It's the same for me with operating systems. I made the semi-conscious decision to run Ubuntu at least in part because so many others run it, the articles I wrote about it would theoretically have a larger audience, and didn't Ubuntu's commitment to the desktop mean that things would work better than in (fill in the blank)?

Lately, however, I had so many problems with Ubuntu, problems that I had to Google and try various things in order to fix. And with every release, more problems. Had I stuck with Ubuntu 8.04 LTS (Hardy), I might still be using it.
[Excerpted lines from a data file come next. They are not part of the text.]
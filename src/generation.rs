//! Snippet generation: the per-template command pipeline and the
//! alternative-shortcut pass that runs over a materialized batch.

pub mod alternative;
pub mod generator;
pub mod run;
pub mod summary;

pub use alternative::{expand_alternative_shortcuts, AlternativeShortcuts};
pub use generator::{GeneratedSnippets, SnippetGenerator};
pub use run::{run_check, run_generate, CheckReport, GenerateOutcome, GenerateRequest};
pub use summary::{FailurePolicy, GenerationFailure, GenerationSummary};
//! Template sources.
//!
//! The generator only sees [`Snippet`]s; how templates are stored is up to the
//! [`TemplateSource`] implementation.

mod file;

pub use file::{FileTemplateSource, TemplateFormat};

use crate::error::SourceError;
use crate::snippet::Snippet;
use serde::{Deserialize, Serialize};
use std::path::Path;

/// Lazily loaded templates. Each item fails independently.
pub type Templates = Box<dyn Iterator<Item = Result<Snippet, SourceError>>>;

/// How far below the root a source looks for templates.
#[derive(Debug, Clone, Copy, Serialize, Deserialize, PartialEq, Eq, Default)]
#[serde(rename_all = "snake_case")]
pub enum SearchScope {
    TopDirectoryOnly,
    #[default]
    AllDirectories,
}

impl SearchScope {
    pub fn from_recursive(recursive: bool) -> Self {
        if recursive {
            SearchScope::AllDirectories
        } else {
            SearchScope::TopDirectoryOnly
        }
    }
}

pub trait TemplateSource {
    /// Starts loading templates under `root`. Fails only when `root` itself is unusable.
    fn load(&self, root: &Path, scope: SearchScope) -> Result<Templates, SourceError>;
}
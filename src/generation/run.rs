//! Single generate entry point: load, generate, expand alternative shortcuts, write.
//! The CLI uses this only; adapters do no orchestration of their own.

use crate::command::CommandFactory;
use crate::error::{ApiError, GenerationError};
use crate::generation::{expand_alternative_shortcuts, FailurePolicy, GenerationSummary, SnippetGenerator};
use crate::output::SnippetWriter;
use crate::snippet::Snippet;
use crate::source::{SearchScope, TemplateFormat, TemplateSource};
use std::path::PathBuf;
use tracing::{error, info};

#[derive(Debug, Clone)]
pub struct GenerateRequest {
    pub source_dir: PathBuf,
    pub output_dir: PathBuf,
    pub scope: SearchScope,
    pub format: TemplateFormat,
    pub alternative_shortcuts: bool,
    pub failure_policy: FailurePolicy,
    /// Generate but write nothing
    pub dry_run: bool,
}

#[derive(Debug)]
pub struct GenerateOutcome {
    pub snippets: Vec<Snippet>,
    pub written: Vec<PathBuf>,
    pub summary: GenerationSummary,
}

/// Applies the failure policy to one item error.
fn handle_failure(
    err: GenerationError,
    policy: FailurePolicy,
    summary: &mut GenerationSummary,
) -> Result<(), ApiError> {
    error!("{}", err);
    match policy {
        FailurePolicy::FailImmediately => Err(err.into()),
        FailurePolicy::Continue => {
            summary.record_failure(&err);
            Ok(())
        }
    }
}

pub fn run_generate<F: CommandFactory>(
    generator: &SnippetGenerator<F>,
    source: &dyn TemplateSource,
    request: &GenerateRequest,
) -> Result<GenerateOutcome, ApiError> {
    info!(
        source = %request.source_dir.display(),
        scope = ?request.scope,
        "Generating snippets"
    );
    let mut summary = GenerationSummary::new();
    let mut snippets = Vec::new();

    for item in generator.generate_from_directory(source, &request.source_dir, request.scope)? {
        match item {
            Ok(snippet) => snippets.push(snippet),
            Err(e) => handle_failure(e, request.failure_policy, &mut summary)?,
        }
    }
    summary.generated = snippets.len();

    if request.alternative_shortcuts {
        let mut siblings = Vec::new();
        for item in expand_alternative_shortcuts(&mut snippets) {
            match item {
                Ok(sibling) => siblings.push(sibling),
                Err(e) => handle_failure(e, request.failure_policy, &mut summary)?,
            }
        }
        summary.alternative_shortcuts = siblings.len();
        snippets.extend(siblings);
    }

    let written = if request.dry_run {
        Vec::new()
    } else {
        let mut writer = SnippetWriter::new(&request.output_dir, request.format);
        writer.write_all(&snippets)?
    };
    summary.written = written.len();

    info!(
        generated = summary.generated,
        alternative_shortcuts = summary.alternative_shortcuts,
        written = summary.written,
        failures = summary.failures.len(),
        "Generation finished"
    );

    Ok(GenerateOutcome {
        snippets,
        written,
        summary,
    })
}

/// Result of checking templates without generating.
#[derive(Debug, Default)]
pub struct CheckReport {
    pub checked: usize,
    pub problems: Vec<String>,
}

impl CheckReport {
    pub fn is_clean(&self) -> bool {
        self.problems.is_empty()
    }
}

/// Loads every template and runs only the generation precondition.
pub fn run_check(
    source: &dyn TemplateSource,
    root: &std::path::Path,
    scope: SearchScope,
) -> Result<CheckReport, ApiError> {
    let mut report = CheckReport::default();
    for template in source.load(root, scope)? {
        report.checked += 1;
        let outcome = template
            .map_err(GenerationError::from)
            .and_then(|snippet| snippet.check_generation_precondition());
        if let Err(e) = outcome {
            report.problems.push(e.to_string());
        }
    }
    Ok(report)
}
//! Integration tests for the alternative-shortcut pass.

use snipgen::command::DirectiveCommandFactory;
use snipgen::error::GenerationError;
use snipgen::generation::{expand_alternative_shortcuts, SnippetGenerator};
use snipgen::snippet::{tags, Language, Snippet};

use crate::integration::test_utils::template;

fn with_alternative(mut snippet: Snippet, shortcut: &str) -> Snippet {
    snippet
        .keywords
        .push(tags::tag_keyword_with_value(tags::ALTERNATIVE_SHORTCUT, shortcut));
    snippet
}

#[test]
fn test_reference_example() {
    let snippet = Snippet::new("T", "orig", Language::CSharp)
        .with_keywords(["foo", "meta-alternative-shortcut:bar"])
        .with_file_name("f");
    let mut batch = vec![snippet];

    let siblings: Vec<Snippet> = expand_alternative_shortcuts(&mut batch)
        .collect::<Result<_, _>>()
        .unwrap();

    assert_eq!(siblings.len(), 1);
    assert_eq!(siblings[0].shortcut, "bar");
    assert_eq!(siblings[0].title, "T _");
    assert_eq!(siblings[0].file_name_suggestion, "f_");
    assert_eq!(siblings[0].keywords, vec!["foo", "meta-title-ends-with-underscore"]);
    assert_eq!(batch[0].keywords, vec!["foo"]);
}

#[test]
fn test_m_of_k_tagged_in_batch_order() {
    let mut batch = vec![
        with_alternative(template("A"), "aa"),
        template("B"),
        with_alternative(template("C"), "cc"),
        template("D"),
        with_alternative(template("E"), "ee"),
    ];

    let shortcuts: Vec<String> = expand_alternative_shortcuts(&mut batch)
        .map(|r| r.unwrap().shortcut)
        .collect();

    assert_eq!(shortcuts, vec!["aa", "cc", "ee"]);
    for snippet in &batch {
        assert!(snippet.try_get_tag(tags::ALTERNATIVE_SHORTCUT).is_none());
    }
}

#[test]
fn test_tag_lookup_is_case_insensitive() {
    let mut batch = vec![template("A").with_keywords(["META-ALTERNATIVE-SHORTCUT:aa"])];
    let siblings: Vec<_> = expand_alternative_shortcuts(&mut batch).collect();
    assert_eq!(siblings.len(), 1);
    assert_eq!(siblings[0].as_ref().unwrap().shortcut, "aa");
    assert!(batch[0].keywords.is_empty());
}

#[test]
fn test_malformed_entry_does_not_stop_the_pass() {
    let mut batch = vec![
        template("A").with_keywords(["meta-alternative-shortcut"]),
        with_alternative(template("B"), "bb"),
    ];

    let results: Vec<Result<Snippet, GenerationError>> =
        expand_alternative_shortcuts(&mut batch).collect();

    assert!(matches!(&results[0], Err(GenerationError::MalformedTag { .. })));
    assert_eq!(results[1].as_ref().unwrap().shortcut, "bb");
}

#[test]
fn test_siblings_are_independent_of_batch_entries() {
    let mut batch = vec![with_alternative(template("A"), "aa")];
    let mut siblings: Vec<Snippet> = expand_alternative_shortcuts(&mut batch)
        .collect::<Result<_, _>>()
        .unwrap();

    siblings[0].keywords.clear();
    assert_eq!(batch[0].keywords, vec!["meta-generate-test"]);
}

#[test]
fn test_generated_batch_keeps_auto_generated_tag_on_siblings() {
    let generator = SnippetGenerator::new(DirectiveCommandFactory::new());
    let input = Snippet::new("If", "if", Language::CSharp)
        .with_keywords(["meta-generate-copy", "meta-alternative-shortcut:iff"])
        .with_file_name("If");

    let mut batch: Vec<Snippet> = generator.generate(&input).unwrap().collect();
    let siblings: Vec<Snippet> = expand_alternative_shortcuts(&mut batch)
        .collect::<Result<_, _>>()
        .unwrap();

    assert_eq!(batch[0].keywords, vec!["meta-auto-generated"]);
    assert_eq!(
        siblings[0].keywords,
        vec!["meta-auto-generated", "meta-title-ends-with-underscore"]
    );
    assert_eq!(siblings[0].file_name_suggestion, "If_");
}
Maybe a kernel update would've solved my problem with intermittent crashes while using my USB WiFi stick. Maybe Flash as supplied by Ubuntu would play better with PulseAudio.

Sure I gained functionality as I moved my laptop from Ubuntu 8.04 through 8.10 and 9.04 to 9.10, but especially in 9.10 on my particular hardware (Toshiba Satellite 1100-S101 made about 2001, I think), problems just keep happening.
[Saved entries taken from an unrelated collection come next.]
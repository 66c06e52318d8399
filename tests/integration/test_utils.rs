//! Shared helpers for integration tests: template fixtures and scripted commands.

use snipgen::command::{Command, CommandFactory, ExecutionContext};
use snipgen::snippet::{Language, Snippet};
use std::fs;
use std::path::Path;

pub const IF_TEMPLATE: &str = r#"
title = "If"
shortcut = "if"
language = "c-sharp"
file_name_suggestion = "If"
keywords = ["statement", "meta-generate-copy", "meta-generate-language:visual-basic", "meta-alternative-shortcut:iff"]
code = "if ($condition$) { $end$ }"
"#;

pub const DIV_TEMPLATE: &str = r#"
title = "Div"
shortcut = "div"
language = "html"
code = "<div>$end$</div>"
"#;

pub const PLAIN_TEMPLATE: &str = r#"
title = "Plain"
shortcut = "plain"
language = "c-sharp"
keywords = ["statement"]
"#;

/// Writes `(file name, contents)` pairs under `root`, creating parent directories.
pub fn write_templates(root: &Path, templates: &[(&str, &str)]) {
    for (name, contents) in templates {
        let path = root.join(name);
        if let Some(parent) = path.parent() {
            fs::create_dir_all(parent).unwrap();
        }
        fs::write(path, contents).unwrap();
    }
}

pub fn template(title: &str) -> Snippet {
    Snippet::new(title, title.to_lowercase(), Language::CSharp)
        .with_keywords(["meta-generate-test"])
        .with_file_name(title)
}

/// Emits one copy per suffix; cancels when `cancel` is set.
#[derive(Debug, Clone)]
pub struct Scripted {
    pub suffixes: Vec<String>,
    pub cancel: bool,
}

impl Command for Scripted {
    fn name(&self) -> &str {
        "scripted"
    }

    fn execute(&self, context: &mut ExecutionContext) {
        for suffix in &self.suffixes {
            let mut snippet = context.snippet().clone();
            snippet.title = format!("{}{}", snippet.title, suffix);
            context.push(snippet);
        }
        if self.cancel {
            context.cancel();
        }
    }
}

/// Factory returning the same scripted command list for every template.
#[derive(Debug, Clone)]
pub struct ScriptedFactory(pub Vec<Scripted>);

impl CommandFactory for ScriptedFactory {
    fn create_commands(&self, _snippet: &Snippet) -> Vec<Box<dyn Command>> {
        self.0
            .iter()
            .cloned()
            .map(|c| Box::new(c) as Box<dyn Command>)
            .collect()
    }
}

pub fn scripted(suffixes: &[&str], cancel: bool) -> Scripted {
    Scripted {
        suffixes: suffixes.iter().map(|s| s.to_string()).collect(),
        cancel,
    }
}
//! Configuration System
//!
//! Layered configuration built with the `config` crate. Lowest to highest
//! precedence: built-in defaults, the global file, the workspace `snipgen.toml`
//! (and `snipgen.{SNIPGEN_ENV}.toml`), then `SNIPGEN__*` environment variables.

use crate::error::ApiError;
use crate::generation::FailurePolicy;
use crate::logging::LoggingConfig;
use crate::source::{FileTemplateSource, SearchScope, TemplateFormat};
use config::Environment;
use serde::{Deserialize, Serialize};
use std::path::{Path, PathBuf};
use tracing::debug;

mod merge;
mod sources;

pub use sources::global_file::global_config_path;
pub use sources::workspace_file::WORKSPACE_CONFIG_FILE;

/// Root configuration structure
#[derive(Debug, Clone, Default, Serialize, Deserialize)]
pub struct SnipgenConfig {
    #[serde(default)]
    pub source: SourceConfig,

    #[serde(default)]
    pub output: OutputConfig,

    #[serde(default)]
    pub generation: GenerationSettings,

    #[serde(default)]
    pub logging: LoggingConfig,
}

/// Where templates come from
#[derive(Debug, Clone, Serialize, Deserialize)]
pub struct SourceConfig {
    /// Default template directory when none is given on the command line
    #[serde(default)]
    pub directory: Option<PathBuf>,

    /// Descend into subdirectories
    #[serde(default = "default_true")]
    pub recursive: bool,

    /// File-name suffixes recognised as templates
    #[serde(default = "default_extensions")]
    pub extensions: Vec<String>,
}

fn default_true() -> bool {
    true
}

fn default_extensions() -> Vec<String> {
    FileTemplateSource::default().extensions
}

impl Default for SourceConfig {
    fn default() -> Self {
        Self {
            directory: None,
            recursive: true,
            extensions: default_extensions(),
        }
    }
}

impl SourceConfig {
    pub fn scope(&self) -> SearchScope {
        SearchScope::from_recursive(self.recursive)
    }

    pub fn template_source(&self) -> FileTemplateSource {
        FileTemplateSource::with_extensions(self.extensions.clone())
    }
}

/// Where generated snippets go
#[derive(Debug, Clone, Serialize, Deserialize)]
pub struct OutputConfig {
    #[serde(default = "default_output_directory")]
    pub directory: PathBuf,

    #[serde(default)]
    pub format: TemplateFormat,
}

fn default_output_directory() -> PathBuf {
    PathBuf::from("generated")
}

impl Default for OutputConfig {
    fn default() -> Self {
        Self {
            directory: default_output_directory(),
            format: TemplateFormat::default(),
        }
    }
}

#[derive(Debug, Clone, Serialize, Deserialize)]
pub struct GenerationSettings {
    /// Run the alternative-shortcut pass after generation
    #[serde(default = "default_true")]
    pub alternative_shortcuts: bool,

    #[serde(default)]
    pub failure_policy: FailurePolicy,
}

impl Default for GenerationSettings {
    fn default() -> Self {
        Self {
            alternative_shortcuts: true,
            failure_policy: FailurePolicy::default(),
        }
    }
}

/// Configuration validation errors
#[derive(Debug, Clone)]
pub enum ValidationError {
    Source(String),
    Output(String),
    Logging(String),
}

impl std::fmt::Display for ValidationError {
    fn fmt(&self, f: &mut std::fmt::Formatter<'_>) -> std::fmt::Result {
        match self {
            ValidationError::Source(msg) => write!(f, "Source: {}", msg),
            ValidationError::Output(msg) => write!(f, "Output: {}", msg),
            ValidationError::Logging(msg) => write!(f, "Logging: {}", msg),
        }
    }
}

impl std::error::Error for ValidationError {}

impl SnipgenConfig {
    /// Validate the entire configuration
    pub fn validate(&self) -> Result<(), Vec<ValidationError>> {
        let mut errors = Vec::new();

        if self.source.extensions.is_empty() {
            errors.push(ValidationError::Source(
                "At least one template extension is required".to_string(),
            ));
        }
        for ext in &self.source.extensions {
            if !ext.starts_with('.') || ext.len() < 2 {
                errors.push(ValidationError::Source(format!(
                    "Extension '{}' must start with '.'",
                    ext
                )));
            }
        }

        if self.output.directory.as_os_str().is_empty() {
            errors.push(ValidationError::Output(
                "Output directory cannot be empty".to_string(),
            ));
        }

        if !matches!(self.logging.format.as_str(), "json" | "text") {
            errors.push(ValidationError::Logging(format!(
                "Invalid format '{}'",
                self.logging.format
            )));
        }
        if !matches!(self.logging.output.as_str(), "stdout" | "stderr" | "file") {
            errors.push(ValidationError::Logging(format!(
                "Invalid output '{}'",
                self.logging.output
            )));
        }

        if errors.is_empty() {
            Ok(())
        } else {
            Err(errors)
        }
    }

    /// Validate and collapse all errors into one `ApiError`.
    pub fn ensure_valid(&self) -> Result<(), ApiError> {
        self.validate().map_err(|errors| {
            let messages: Vec<String> = errors.iter().map(|e| e.to_string()).collect();
            ApiError::ConfigError(format!(
                "Configuration validation failed:\n{}",
                messages.join("\n")
            ))
        })
    }
}

/// Loads [`SnipgenConfig`] from its layered sources.
pub struct ConfigLoader;

impl ConfigLoader {
    /// `--config` replaces file discovery when given.
    pub fn load_for(workspace_root: &Path, config_path: Option<&Path>) -> Result<SnipgenConfig, ApiError> {
        match config_path {
            Some(path) => Self::load_from_file(path),
            None => Self::load(workspace_root),
        }
    }

    /// Defaults, global file, workspace files, environment.
    pub fn load(workspace_root: &Path) -> Result<SnipgenConfig, ApiError> {
        let builder = merge::builder_with_defaults()?;
        let builder = sources::global_file::add_to_builder(builder);
        let builder = sources::workspace_file::add_to_builder(builder, workspace_root);
        let config = builder.add_source(Self::environment()).build()?;
        debug!(workspace = %workspace_root.display(), "Configuration loaded");
        Ok(config.try_deserialize()?)
    }

    /// Defaults, the given file, environment. Skips file discovery.
    pub fn load_from_file(path: &Path) -> Result<SnipgenConfig, ApiError> {
        if !path.exists() {
            return Err(ApiError::ConfigError(format!(
                "Configuration file not found: {}",
                path.display()
            )));
        }
        let config = merge::builder_with_defaults()?
            .add_source(config::File::from(path))
            .add_source(Self::environment())
            .build()?;
        Ok(config.try_deserialize()?)
    }

    fn environment() -> Environment {
        Environment::with_prefix("SNIPGEN")
            .prefix_separator("__")
            .separator("__")
    }
}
I was already thinking of bailing from Ubuntu. When the laptop's screen developed a crack that slowly and then quickly spread across the entire LCD, making it unusable, I rsynced everything twice onto separate backup drives and pulled out my second Toshiba Satellite 1100-S101, which has been running Debian Lenny for awhile with fully encrypted LVM (which I installed as a way of testing the performance of just that -- fully encrypted LVM, and I can tell you now that I don't notice any lack of performance due to the encryption).
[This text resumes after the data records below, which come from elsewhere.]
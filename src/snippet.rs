//! Snippet entity: one template or one generated artifact.
//!
//! Keywords are ordered; tag lookups report the keyword index, which callers use
//! to remove the tag in place. `Clone` is a full deep copy, so a clone never shares
//! storage with its original.

mod language;
pub mod tags;

pub use language::Language;
pub use tags::TagInfo;

use crate::error::GenerationError;
use serde::{Deserialize, Serialize};
use std::path::PathBuf;

#[derive(Debug, Clone, Serialize, Deserialize, PartialEq, Eq)]
pub struct Snippet {
    pub title: String,

    /// Invocation keyword
    pub shortcut: String,

    pub language: Language,

    #[serde(default)]
    pub description: String,

    #[serde(default)]
    pub author: String,

    #[serde(default)]
    pub keywords: Vec<String>,

    /// Base name used when the snippet is written out
    #[serde(default)]
    pub file_name_suggestion: String,

    #[serde(default)]
    pub code: String,

    /// Origin of the template; absent for generated-only snippets
    #[serde(skip)]
    pub file_path: Option<PathBuf>,
}

impl Snippet {
    pub fn new(title: impl Into<String>, shortcut: impl Into<String>, language: Language) -> Self {
        Self {
            title: title.into(),
            shortcut: shortcut.into(),
            language,
            description: String::new(),
            author: String::new(),
            keywords: Vec::new(),
            file_name_suggestion: String::new(),
            code: String::new(),
            file_path: None,
        }
    }

    pub fn with_keywords<I, S>(mut self, keywords: I) -> Self
    where
        I: IntoIterator<Item = S>,
        S: Into<String>,
    {
        self.keywords = keywords.into_iter().map(Into::into).collect();
        self
    }

    pub fn with_file_name(mut self, file_name: impl Into<String>) -> Self {
        self.file_name_suggestion = file_name.into();
        self
    }

    pub fn with_code(mut self, code: impl Into<String>) -> Self {
        self.code = code.into();
        self
    }

    /// Identity used in diagnostics: the source file when known, otherwise title and shortcut.
    pub fn identity(&self) -> String {
        match &self.file_path {
            Some(path) => path.display().to_string(),
            None => format!("'{}' ({})", self.title, self.shortcut),
        }
    }

    /// True when any keyword is a `meta-generate...` directive.
    pub fn has_generate_directive(&self) -> bool {
        self.keywords.iter().any(|k| tags::is_generate_directive(k))
    }

    /// A template can only be generated from when it is markup or carries a directive.
    pub fn check_generation_precondition(&self) -> Result<(), GenerationError> {
        if self.language.is_markup() || self.has_generate_directive() {
            Ok(())
        } else {
            Err(GenerationError::PreconditionViolated {
                identity: self.identity(),
            })
        }
    }

    /// Finds the first keyword carrying tag `name`.
    pub fn try_get_tag(&self, name: &str) -> Option<TagInfo> {
        self.keywords.iter().enumerate().find_map(|(index, keyword)| {
            let (tag, value) = tags::parse_tag(keyword)?;
            tag.eq_ignore_ascii_case(name).then(|| TagInfo {
                keyword_index: index,
                value: value.to_string(),
            })
        })
    }

    pub fn has_tag(&self, name: &str) -> bool {
        self.keywords.iter().any(|k| tags::matches_tag(k, name))
    }

    /// Appends tag `name` unless the snippet already has it.
    pub fn add_tag(&mut self, name: &str) {
        if !self.has_tag(name) {
            self.keywords.push(tags::tag_keyword(name));
        }
    }

    pub fn remove_keyword_at(&mut self, index: usize) -> Option<String> {
        (index < self.keywords.len()).then(|| self.keywords.remove(index))
    }

    /// Generation directives as `(name, value)` pairs, in keyword order.
    pub fn generate_directives(&self) -> impl Iterator<Item = (&str, &str)> + '_ {
        self.keywords
            .iter()
            .filter(|k| tags::is_generate_directive(k))
            .filter_map(|k| tags::parse_tag(k))
    }

    pub fn remove_generate_directives(&mut self) {
        self.keywords.retain(|k| !tags::is_generate_directive(k));
    }

    pub fn suffix_title(&mut self, suffix: &str) {
        self.title.push_str(suffix);
    }

    pub fn suffix_file_name(&mut self, suffix: &str) {
        self.file_name_suggestion.push_str(suffix);
    }
}
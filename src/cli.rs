//! CLI domain: parse, route, output and presentation only.
//! No generation orchestration here; the route table dispatches to `generation::run`.

mod output;
mod parse;
mod presentation;
mod route;

pub use output::map_error;
pub use parse::{Cli, Commands};
pub use presentation::{format_check_report, format_generate_outcome};
pub use route::RunContext;
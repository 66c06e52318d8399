use crate::error::GenerationError;
use serde::{Deserialize, Serialize};

/// What a generation run does when one template fails.
#[derive(Debug, Clone, Copy, Serialize, Deserialize, PartialEq, Eq, Default)]
#[serde(rename_all = "snake_case")]
pub enum FailurePolicy {
    /// Stop at the first failing template.
    #[default]
    FailImmediately,
    /// Record the failure and keep going; the run still fails at the end.
    Continue,
}

#[derive(Debug, Clone, Serialize, Deserialize, PartialEq, Eq)]
pub struct GenerationFailure {
    pub message: String,
}

impl From<&GenerationError> for GenerationFailure {
    fn from(err: &GenerationError) -> Self {
        Self {
            message: err.to_string(),
        }
    }
}

/// Counters for one generation run.
#[derive(Debug, Clone, Default, Serialize, Deserialize)]
pub struct GenerationSummary {
    pub generated: usize,
    pub alternative_shortcuts: usize,
    pub written: usize,
    pub failures: Vec<GenerationFailure>,
}

impl GenerationSummary {
    pub fn new() -> Self {
        Self::default()
    }

    pub fn record_failure(&mut self, err: &GenerationError) {
        self.failures.push(err.into());
    }

    pub fn total(&self) -> usize {
        self.generated + self.alternative_shortcuts
    }

    pub fn is_success(&self) -> bool {
        self.failures.is_empty()
    }
}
Lenny is pretty much where Ubuntu Hardy is in terms of apps and their relative ages.

And just as with Hardy, only more so (no networking issues), Debian Lenny is running great and doing everything I need it to do thus far.

Even with encrypted LVM, the Lenny laptop seems a great deal quicker than the Hardy/Intrepid/Jaunty/Karmic laptop with identical hardware.

Sure, Debian Stable is boring. There's no fanfare every six months about the next release (and if I wanted newer everything, I could upgrade to Testing, currently Debian Squeeze).

You'd think that the whole idea of Debian Stable is obsolete in the age of Ubuntu and its mix of LTS and six-month releases, along with the six-month cycles of Fedora and OpenSuse.

Not true. Debian Stable exists for a reason. And for my particular collection of needs and hardware (I'm running Lenny on three machines now, with Etch on my Apple G4), Debian is what, in my mind anyway, works best.


2 Comments

Hi Steven,
I initially ran Ubuntu when I first made the switch to Linux from OS X on my G4 ibook. I ran the community PPC version of Hardy and was generally happy with it. When a new release came out I tried it and it failed to install or boot correctly. This led me to try Debian Lenny out and I was very impressed well things worked. The performance difference on my underpowered ibook between Debian and Ubuntu was really apparent. The more I learned about Linux, Debian, and Ubuntu I began to feel less excited about Ubuntu. While I didn't run Ubuntu anymore I of course paid attention to the new releases and news articles. As the popularity of Ubuntu grew even some of my friends who ran Windows wanted to try Ubuntu out. I was shocked to see that one of the releases Intrepid or Jaunty wouldn't even boot to a Live session on common HP and Toshiba laptops. This led me to get them a CD of the Hardy LTS release which worked quite well for them. This type of experience has led me to question the direction of Ubuntu as from what I can gather they used to be more cutting edge, and now they seem stuck in trying to be as stable as Debian but also cutting edge like Fedora, but in my mind the end up being neither. Anyway sorry for the rambling comment. Keep up the good work.
Mike

I have to agree with the author. After running Ubuntu for 2 releases I had nothing but problems. I switched to Lenny shorly after its release and have never been sorry. Using debian-multimedia.org, backports.org, and VirtualBox's debian repos, I get everything I need. A current kernel to support ALL the hardware in my box (including a TV tuner card, webcam, wireless nic, and RAID card), codecs to play multimedia, and virtualization for running Windows to assist clients. I should also say that I have been running non-gui debian servers for years now, but finally gave the desktop a go after deciding to give up Windows at home and after almost a year, I am very pleased with it.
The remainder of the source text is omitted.